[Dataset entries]

== == ==

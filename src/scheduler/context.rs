/// CPU register context saved/restored during kernel-to-kernel switches.
/// All callee-saved registers on x86_64 System V ABI.
#[derive(Debug, Clone, Copy, Default, PartialEq, Eq)]
#[repr(C)]
pub struct Context {
    pub rsp: u64,
    pub rbp: u64,
    pub rbx: u64,
    pub r12: u64,
    pub r13: u64,
    pub r14: u64,
    pub r15: u64,
    pub rip: u64,
}

impl Context {
    /// Create an empty context (filled by the first switch away from it).
    pub const fn empty() -> Self {
        Context {
            rsp: 0, rbp: 0, rbx: 0,
            r12: 0, r13: 0, r14: 0, r15: 0,
            rip: 0,
        }
    }

    /// Context whose first switch jumps to `entry` on the stack ending at `stack_top`.
    pub fn new(entry: u64, stack_top: u64) -> Self {
        // `switch_context` enters with a jmp, so the callee must see the
        // stack as if a return address had just been pushed.
        let aligned_sp = (stack_top & !0xF) - 8;
        Context { rsp: aligned_sp, rip: entry, ..Context::empty() }
    }
}

/// Switch context from `old` to `new`.
/// Saves callee-saved registers into `old`, restores from `new`.
///
/// # Safety
/// Both pointers must be valid Context structs with valid stack pointers.
#[cfg(target_os = "none")]
#[unsafe(naked)]
pub unsafe extern "C" fn switch_context(old: *mut Context, new: *const Context) {
    core::arch::naked_asm!(
        // Save callee-saved registers into `old` (rdi = old ptr)
        "mov [rdi + 0x00], rsp",
        "mov [rdi + 0x08], rbp",
        "mov [rdi + 0x10], rbx",
        "mov [rdi + 0x18], r12",
        "mov [rdi + 0x20], r13",
        "mov [rdi + 0x28], r14",
        "mov [rdi + 0x30], r15",
        // Save return address as RIP
        "lea rax, [rip + 2f]",
        "mov [rdi + 0x38], rax",

        // Restore callee-saved registers from `new` (rsi = new ptr)
        "mov rsp, [rsi + 0x00]",
        "mov rbp, [rsi + 0x08]",
        "mov rbx, [rsi + 0x10]",
        "mov r12, [rsi + 0x18]",
        "mov r13, [rsi + 0x20]",
        "mov r14, [rsi + 0x28]",
        "mov r15, [rsi + 0x30]",

        // Jump to the new task's RIP
        "jmp [rsi + 0x38]",

        // This is where we return when switched back to `old`
        "2:",
        "ret",
    );
}
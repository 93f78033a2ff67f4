//! Single-core PC: COM1 console, TSC clock, `int 0x80` syscalls.

mod gdt;
mod trap;

use alloc::boxed::Box;
use alloc::sync::Arc;
use x86_64::instructions::port::Port;
use x86_64::instructions::tlb;
use x86_64::registers::control::Cr3;
use x86_64::structures::paging::PhysFrame;
use x86_64::VirtAddr;

use super::Machine;
use crate::fs::FileSystem;
use crate::kernel::{self, KernelDeps};
use crate::loader::elf::ElfLoader;
use crate::memory::frame_allocator::FramePool;
use crate::memory::paging::{PageMapper, X86PageTable};
use crate::memory::{heap, PhysAddr, PhysMemory};
use crate::scheduler::context::{switch_context, Context};
use crate::scheduler::trapframe::TrapFrame;
use crate::serial::{self, SERIAL1};

/// What the boot stub knows about the machine.
pub struct BootInfo {
    /// Virtual address at which all physical memory is mapped. Must lie in
    /// the upper half so every user page table shares it.
    pub phys_offset: u64,
    pub heap_start: usize,
    pub heap_size: usize,
    /// Physical range handed to the frame allocator.
    pub frames_start: u64,
    pub frames_end: u64,
    pub tsc_per_us: u64,
}

pub struct Pc {
    phys_offset: VirtAddr,
    tsc_per_us: u64,
    boot_tsc: u64,
}

fn rdtsc() -> u64 {
    unsafe { core::arch::x86_64::_rdtsc() }
}

/// Masks every line on both legacy PICs; nothing here is interrupt driven.
fn mask_pics() {
    unsafe {
        Port::<u8>::new(0x21).write(0xff);
        Port::<u8>::new(0xA1).write(0xff);
    }
}

impl Pc {
    pub fn new(phys_offset: VirtAddr, tsc_per_us: u64) -> Self {
        Pc { phys_offset, tsc_per_us: tsc_per_us.max(1), boot_tsc: rdtsc() }
    }
}

impl Machine for Pc {
    fn cpu_id(&self) -> usize {
        0
    }

    fn uptime_us(&self) -> u64 {
        (rdtsc() - self.boot_tsc) / self.tsc_per_us
    }

    fn park(&self) {
        // Without device interrupts nothing would wake a halted core.
        core::hint::spin_loop();
    }

    fn console_write(&self, bytes: &[u8]) {
        let mut port = SERIAL1.lock();
        for &b in bytes {
            port.send(b);
        }
    }

    fn console_getc(&self) -> Option<u8> {
        SERIAL1.lock().receive()
    }

    unsafe fn switch(&self, old: *mut Context, new: *const Context) {
        x86_64::instructions::interrupts::without_interrupts(|| switch_context(old, new));
    }

    fn activate(&self, root: PhysAddr) {
        let (current, flags) = Cr3::read();
        if current.start_address() == root {
            return;
        }
        unsafe { Cr3::write(PhysFrame::containing_address(root), flags) };
    }

    fn new_page_table(&self, mem: &dyn PhysMemory) -> Option<Box<dyn PageMapper>> {
        let kernel_root = Cr3::read().0.start_address();
        let table = X86PageTable::new(mem, self.phys_offset, Some(kernel_root), tlb::flush)?;
        Some(Box::new(table))
    }

    fn return_to_user(&self, tf: &TrapFrame) -> ! {
        trap::return_to_user(tf)
    }
}

/// Brings up the heap, logging, descriptor tables and the process core,
/// starts `init_path` as the first process and runs the scheduler.
///
/// # Safety
/// `info` must describe memory nobody else uses, and this may only be
/// called once, on the boot core, with interrupts disabled.
pub unsafe fn boot(info: &BootInfo, fs: Arc<dyn FileSystem>, init_path: &str) -> ! {
    heap::init_heap(info.heap_start, info.heap_size);
    serial::init_logger();
    gdt::init();
    trap::init();
    mask_pics();
    log::info!("AtomicOS descriptor tables loaded.");

    let phys_offset = VirtAddr::new(info.phys_offset);
    let mem = Arc::new(FramePool::new(
        PhysAddr::new(info.frames_start),
        PhysAddr::new(info.frames_end),
        phys_offset,
    ));
    log::info!("Frame pool: {} frames.", mem.free_frames());

    let k = kernel::init(KernelDeps {
        machine: Arc::new(Pc::new(phys_offset, info.tsc_per_us)),
        mem,
        fs: fs.clone(),
        loader: Arc::new(ElfLoader::new(fs)),
    });
    if let Err(e) = k.spawn_init(init_path) {
        panic!("cannot start {}: {}", init_path, e);
    }
    k.scheduler_loop()
}
//! What the process core needs from the machine underneath it.

#[cfg(target_os = "none")]
pub mod pc;

use alloc::boxed::Box;

use crate::memory::paging::PageMapper;
use crate::memory::{PhysAddr, PhysMemory};
use crate::scheduler::context::Context;
use crate::scheduler::trapframe::TrapFrame;

pub trait Machine: Send + Sync {
    /// Index of the executing core, below `MAX_CPUS`.
    fn cpu_id(&self) -> usize;
    /// Time since boot in microseconds.
    fn uptime_us(&self) -> u64;
    /// Idles the core until something may have become runnable.
    fn park(&self);

    fn console_write(&self, bytes: &[u8]);
    /// Next input byte, if one is pending.
    fn console_getc(&self) -> Option<u8>;

    /// Saves the callee-saved registers into `old` and resumes `new`.
    /// Returns when something switches back to `old`.
    ///
    /// # Safety
    /// Both contexts must stay valid and untouched by other cores until the
    /// switch completes.
    unsafe fn switch(&self, old: *mut Context, new: *const Context);

    /// Makes the page table at `root` the active user address space.
    fn activate(&self, root: PhysAddr);
    /// Empty user page table sharing the kernel mappings.
    fn new_page_table(&self, mem: &dyn PhysMemory) -> Option<Box<dyn PageMapper>>;

    /// Leaves the kernel with the registers in `tf`.
    fn return_to_user(&self, tf: &TrapFrame) -> !;
}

== == ==

Work instructions -> Tally every line of the entries that contains the word "TrapFrame", and respond with that number only.

Solution to this problem -> 4